Promising potential treatment targets for ALS



  • Glutamate toxicity – increasing neuronal reuptake or reducing Glutamate in the brain and cerebral spinal fluid (due to implication in Neuronal cell death) seems to be a promsing avenue and several potential therapeutics could assist. Cephalosporins and memantin have been tested and show some promise
  • SOD1 familial – 15% of cases and a mutation in this gene is assumed to increase oxidative stress damage. One potential therapeutic, Edaravone is a free-radical scavenger is which has been shown to significantly reduce the loss of function in motor neurons (currently in PhIII testing). Anti-Sense SOD1 also significantly reduced decline in mouse SOD1 models.
  • Apoptosis and ALS – Transcriptional dysfunction has been implicated in the pathogenesis of many neurodegenerative diseases including ALS. Valproic acid inhibits apoptosis, promising in SOD1 mice but not effective at doses used in epileptics in humans (perhaps its worth trying higher doses in humans?). Tauroursodeoxycholic Acid (TUDCA) may have also have an effect on ALS disease progression.
  • Inflammation – may be a secondary response in ALS, inflammatory cascades contribute to neuronal cell death, Celastol a potent anti-inflammatory and antioxidant, showed improved motor function in humans.

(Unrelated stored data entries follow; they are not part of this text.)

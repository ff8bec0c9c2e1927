//! Parsing the diagnostic output of the game executable.
//!
//! At the end of a match the game prints one line per player of the form
//! `... player <ID> got score <N>` followed by a short trailing block. The last four such lines
//! describe the match.

use std::fmt::Display;
use std::sync::LazyLock;

use regex::Regex;

use crate::error::{DojoError, Result};

/// Number of players in every match.
pub const PLAYERS_PER_MATCH: usize = 4;

/// Outcome of one match, immutable once parsed.
#[derive(Debug, Clone, PartialEq, Eq)]
pub struct MatchResult {
    /// Player identifiers in the order the game reported them.
    pub players: [String; PLAYERS_PER_MATCH],
    /// Score of each player, same order as `players`.
    pub scores: [u64; PLAYERS_PER_MATCH],
    /// Seat indices ordered by score descending, ties keep seat order.
    pub ranking: [usize; PLAYERS_PER_MATCH],
    /// Seat of the first player reaching the best score.
    pub winner: usize,
}

impl MatchResult {
    /// Builds a result from players and scores, computing winner and ranking.
    pub fn new(players: [String; PLAYERS_PER_MATCH], scores: [u64; PLAYERS_PER_MATCH]) -> Self {
        let mut winner = 0;
        for (seat, &score) in scores.iter().enumerate() {
            if score > scores[winner] {
                winner = seat;
            }
        }

        let mut ranking = [0, 1, 2, 3];
        // stable
        ranking.sort_by(|&a, &b| scores[b].cmp(&scores[a]));

        MatchResult {
            players,
            scores,
            ranking,
            winner,
        }
    }

    /// Parses the game's diagnostic text.
    ///
    /// # Errors
    /// [`DojoError::ProtocolViolation`] when fewer than four score lines are present.
    pub fn parse(output: &str) -> Result<MatchResult> {
        let mut found = output
            .lines()
            .filter_map(parse_score_line)
            .collect::<Vec<_>>();

        if found.len() < PLAYERS_PER_MATCH {
            return Err(DojoError::ProtocolViolation(format!(
                "expected {PLAYERS_PER_MATCH} 'player <ID> got score <N>' lines, found {}",
                found.len()
            )));
        }

        let found = found.split_off(found.len() - PLAYERS_PER_MATCH);
        let mut players: [String; PLAYERS_PER_MATCH] = Default::default();
        let mut scores = [0; PLAYERS_PER_MATCH];
        for (seat, line) in found.into_iter().enumerate() {
            let (player, score) = line?;
            players[seat] = player;
            scores[seat] = score;
        }

        Ok(MatchResult::new(players, scores))
    }

    /// Player identifiers ordered by score descending.
    pub fn players_sorted(&self) -> impl Iterator<Item = &str> + '_ {
        self.ranking.iter().map(|&seat| self.players[seat].as_str())
    }

    /// Identifier of the winner.
    pub fn winner_name(&self) -> &str {
        &self.players[self.winner]
    }
}

static SCORE_LINE: LazyLock<Regex> =
    LazyLock::new(|| Regex::new(r"player ([_0-9A-Za-z]+) got score ([0-9]+)").expect("valid score pattern"));

/// Extracts `(id, score)` from a line containing `player <ID> got score <N>`.
///
/// Lines that do not contain the pattern yield `None`; a matching line whose score does not
/// fit yields an error.
fn parse_score_line(line: &str) -> Option<Result<(String, u64)>> {
    let captures = SCORE_LINE.captures(line)?;
    let id = captures[1].to_owned();
    Some(
        captures[2]
            .parse()
            .map(|score| (id, score))
            .map_err(|e| DojoError::ProtocolViolation(format!("bad score in '{line}': {e}"))),
    )
}

impl Display for MatchResult {
    fn fmt(&self, f: &mut std::fmt::Formatter<'_>) -> std::fmt::Result {
        for seat in 0..PLAYERS_PER_MATCH {
            let prefix = if seat == self.winner { "*" } else { " " };
            writeln!(f, "{prefix} {:<14} {}", self.players[seat], self.scores[seat])?;
        }
        Ok(())
    }
}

  • Neurotrophic factors –  involved in the regulation of neuronal survival and differentiation and in maintaining neuronal structural integrity. In SOD1 G93 mice treatment with insulin-like growth factor (IGF)-1 or glial-cell-line-derived neurotrophic factor (GDNF) have beneficial effects on survival and motorneurons morphology, overexpression or administration of VEGF protects motor neurons from degeneration and prolongs mice survival
  • Autophagy – reduced autophagy linked to neurodegeneration, therapeutics like Lithium may have an effect on increasing neuronal autophagy and have a neuroprotective effect but human clinical results are mixed.
  • Neuronal Stem Cell replacement – Ultimately, neurodegeneration results in neuronal cell apoptosis and one potentially promising therapeutic option is neuronal stem cell replacement, several companies are currently working on neuronal stem cell replacement therapies (Neuralstem, Brainstorms and others) and promising results have been seen in mouse models but none yet reported in humans.

It’s important to note that most pre-clinical pharmacological studies failed to translate to ALS patients most likely due to the limitations of ALS mouse models, which carry the same mutation and are relatively homogenous, while ALS patients are genetically homogenous and only a small percentage have familial ALS. After a review of the literature, it seems there are several promising pathways to target for effective therapeutic development, however this has to be guided by both an understanding of the potential genetic variability in different forms of ALS and the disease stage in patients effected by ALS.